"There is always a philosophy for lack of courage."—Albert Camus

Wednesday, October 14, 2015

The basis of the Union: judicial doctrine or common agreement of the States?

The wise lawyer from frontier Illinois had a sophisticated and compelling argument, grounded both in history and in legal theory, regarding the nature of the Union. It is often salutary to return to first principles from time to time, and Lincoln's theory of the Union, expressed in his First Inaugural Address, is one that bears close reading. For Lincoln, the embodiment of the nation's character was not a judicially-created reading of the Constitution, but the fundamental agreement of the States themselves, an agreement reflected by the Constitution but one that also pre-existed the current Constitution and the Articles of Confederation that preceded it.
I hold that, in contemplation of universal law and of the Constitution, the Union of these States is perpetual. Perpetuity is implied, if not expressed, in the fundamental law of all national governments. It is safe to assert that no government proper ever had a provision in its organic law for its own termination. Continue to execute all the express provisions of our National Constitution, and the Union will endure forever—it being impossible to destroy it except by some action not provided for in the instrument itself. Again, if the United States be not a government proper, but an association of States in the nature of contract merely, can it, as a contract, be peaceably unmade by less than all the parties who made it? One party to a contract may violate it—break it, so to speak; but does it not require all to lawfully rescind it? Descending from these general principles, we find the proposition that, in legal contemplation the Union is perpetual confirmed by the history of the Union itself. The Union is much older than the Constitution. It was formed, in fact, by the Articles of Association in 1774. It was matured and continued by the Declaration of Independence in 1776. It was further matured, and the faith of all the then thirteen States expressly plighted and engaged that it should be perpetual, by the Articles of Confederation in 1778. And, finally, in 1787 one of the declared objects for ordaining and establishing the Constitution was "to form a more perfect Union." But if the destruction of the Union by one or by a part only of the States be lawfully possible, the Union is less perfect than before the Constitution, having lost the vital element of perpetuity.
It follows from these views that no State upon its own mere motion can lawfully get out of the Union; that resolves and ordinances to that effect are legally void; and that acts of violence, within any State or States, against the authority of the United States, are insurrectionary or revolutionary, according to circumstances.

3 comments:

Tom Van Dyke said...

Now this is the interesting part. When Mr. Lincoln says "Fourscore and seven years ago" in 1863, that dates to 1776--not 1787, the Constitution.

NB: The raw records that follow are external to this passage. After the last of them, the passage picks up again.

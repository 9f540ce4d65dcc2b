//! Order lifecycle manager.
//!
//! Owns the local order collection — a newest-first cache of server truth —
//! and the "currently viewed" order. Every operation calls the gateway,
//! reconciles the cache from the returned record, and converts failures
//! into a stored message plus a `None`/`false` sentinel.
//!
//! The loading and error flags are last-writer-wins across concurrent calls
//! to the same store, and a slow `list` can overwrite the effect of a faster
//! `create`/`update`; requests carry no provenance. That race is accepted,
//! not guarded against.

use waybill_core::{Order, OrderDraft, OrderFilters, OrderId, OrderStatus};

use crate::gateway::{EvidencePhoto, Gateway, GatewayError};

pub struct OrderStore {
    gateway: Gateway,
    orders: Vec<Order>,
    current: Option<Order>,
    loading: bool,
    error: Option<String>,
}

impl OrderStore {
    pub fn new(gateway: Gateway) -> Self {
        Self {
            gateway,
            orders: Vec::new(),
            current: None,
            loading: false,
            error: None,
        }
    }

    /// Replace the whole collection with the gateway's result set — no
    /// merging. Soft-deleted orders appear only when
    /// `filters.include_deleted` is set.
    pub async fn list(&mut self, filters: &OrderFilters) -> bool {
        self.begin();
        match self.gateway.list_orders(filters).await {
            Ok(orders) => {
                tracing::debug!(count = orders.len(), "order listing refreshed");
                self.orders = orders;
                self.loading = false;
                true
            }
            Err(err) => self.fail("order listing failed", err),
        }
    }

    /// Fetch one order and make it the currently viewed one. The list
    /// collection is not touched.
    pub async fn get(&mut self, id: OrderId) -> Option<Order> {
        self.begin();
        match self.gateway.get_order(id).await {
            Ok(order) => {
                self.current = Some(order.clone());
                self.loading = false;
                Some(order)
            }
            Err(err) => {
                self.fail("order fetch failed", err);
                None
            }
        }
    }

    /// Create an order; the server-assigned record is prepended (the display
    /// convention is newest-first).
    pub async fn create(&mut self, draft: &OrderDraft) -> Option<Order> {
        self.begin();
        match self.gateway.create_order(draft).await {
            Ok(order) => {
                tracing::info!(id = %order.id, invoice = %order.invoice_number, "order created");
                self.orders.insert(0, order.clone());
                self.loading = false;
                Some(order)
            }
            Err(err) => {
                self.fail("order creation failed", err);
                None
            }
        }
    }

    /// Send a partial update and adopt the returned record: the matching
    /// cache entry is replaced in place (other entries keep their position),
    /// as is the currently viewed order when it has the same id. An id that
    /// is not cached — hidden by an earlier filter, say — updates only the
    /// server.
    pub async fn update(&mut self, id: OrderId, draft: &OrderDraft) -> Option<Order> {
        self.begin();
        match self.gateway.update_order(id, draft).await {
            Ok(order) => {
                if let Some(slot) = self.orders.iter_mut().find(|o| o.id == id) {
                    *slot = order.clone();
                }
                if self.current.as_ref().is_some_and(|c| c.id == id) {
                    self.current = Some(order.clone());
                }
                self.loading = false;
                Some(order)
            }
            Err(err) => {
                self.fail("order update failed", err);
                None
            }
        }
    }

    /// Soft-delete: the gateway marks the record deleted and keeps it; the
    /// cache treats that as eviction from the currently loaded view.
    pub async fn soft_delete(&mut self, id: OrderId) -> bool {
        self.begin();
        match self.gateway.delete_order(id).await {
            Ok(()) => {
                tracing::info!(id = %id, "order soft-deleted");
                self.orders.retain(|o| o.id != id);
                self.loading = false;
                true
            }
            Err(err) => self.fail("order deletion failed", err),
        }
    }

    /// Restore a soft-deleted order. The restored record is returned but not
    /// reinserted into the cache: restore runs from the recycle-bin view,
    /// and the default listing picks the order up on the next `list`.
    pub async fn restore(&mut self, id: OrderId) -> Option<Order> {
        self.begin();
        match self.gateway.restore_order(id).await {
            Ok(order) => {
                tracing::info!(id = %id, "order restored");
                self.loading = false;
                Some(order)
            }
            Err(err) => {
                self.fail("order restore failed", err);
                None
            }
        }
    }

    /// Upload a proof-of-delivery photo, optionally advancing the status in
    /// the same call. Whether the requested transition is legal is the
    /// gateway's decision; a rejection comes back as a stored message.
    pub async fn attach_evidence(
        &mut self,
        id: OrderId,
        photo: EvidencePhoto,
        status: Option<OrderStatus>,
    ) -> Option<Order> {
        self.begin();
        match self.gateway.upload_evidence(id, photo, status).await {
            Ok(order) => {
                tracing::info!(id = %id, status = ?status, "evidence attached");
                self.loading = false;
                Some(order)
            }
            Err(err) => {
                self.fail("evidence upload failed", err);
                None
            }
        }
    }

    pub fn orders(&self) -> &[Order] {
        &self.orders
    }

    pub fn current(&self) -> Option<&Order> {
        self.current.as_ref()
    }

    pub fn is_loading(&self) -> bool {
        self.loading
    }

    pub fn last_error(&self) -> Option<&str> {
        self.error.as_deref()
    }

    fn begin(&mut self) {
        self.loading = true;
        self.error = None;
    }

    fn fail(&mut self, what: &str, err: GatewayError) -> bool {
        tracing::warn!(error = %err, "{what}");
        self.error = Some(err.to_string());
        self.loading = false;
        false
    }
}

When the sophists ask "Was America Founded as a Christian Nation?" I have to ask them what they mean by "America." I then argue further that a "nation" is more than the sum of its laws [and you can leave out the "Christian" part here].

We must discuss "America" as more than just its government and its laws or all is lost. Men do not and have never lived, fought and died for their government.


"Descending from these general principles, we find the proposition that, in legal contemplation the Union is perpetual confirmed by the history of the Union itself. The Union is much older than the Constitution. It was formed, in fact, by the Articles of Association in 1774. It was matured and continued by the Declaration of Independence in 1776. It was further matured, and the faith of all the then thirteen States expressly plighted and engaged that it should be perpetual, by the Articles of Confederation in 1778. And, finally, in 1787 one of the declared objects for ordaining and establishing the Constitution was "to form a more perfect Union."

Tim Kowal said...

"Founded as what" van only partly be answered without asking "Founded by whom?" One symbol of the American political tradition -- traced not just to the Declaration, but through the pre-Revolutionary era -- was the virtuous people deliberating under God. The deliberation is key to character of the people who would form the nation and its government. That the answer is not in finding answers but in resisting the urge to give definitive answers -- in the tradition begun in the Mayflower Compact -- to "enact...just and equal laws...from time to time, as shall be thought most meet and convenient for the general good." Even then, in the cramped tavern of the Mayflower among as small and culturally and religiously like-minded men as you're likely to find, there was no pretense to knowledge of what laws would actually work out to be "meet and convenient," let alone for all time.

Mark DeForrest said...

If one looks at the Union, it pre-exists both the Declaration and the Constitution -- the Continental Congress met prior to the Declaration, of course, and the idea of a formal Union of the Colonies was floated by none other than Benjamin Franklin in 1765. With the Declaration, the colonies joined together in the Union set off to create free and independent States, again united in Union. With the current Constitution, that Union was made more perfect still.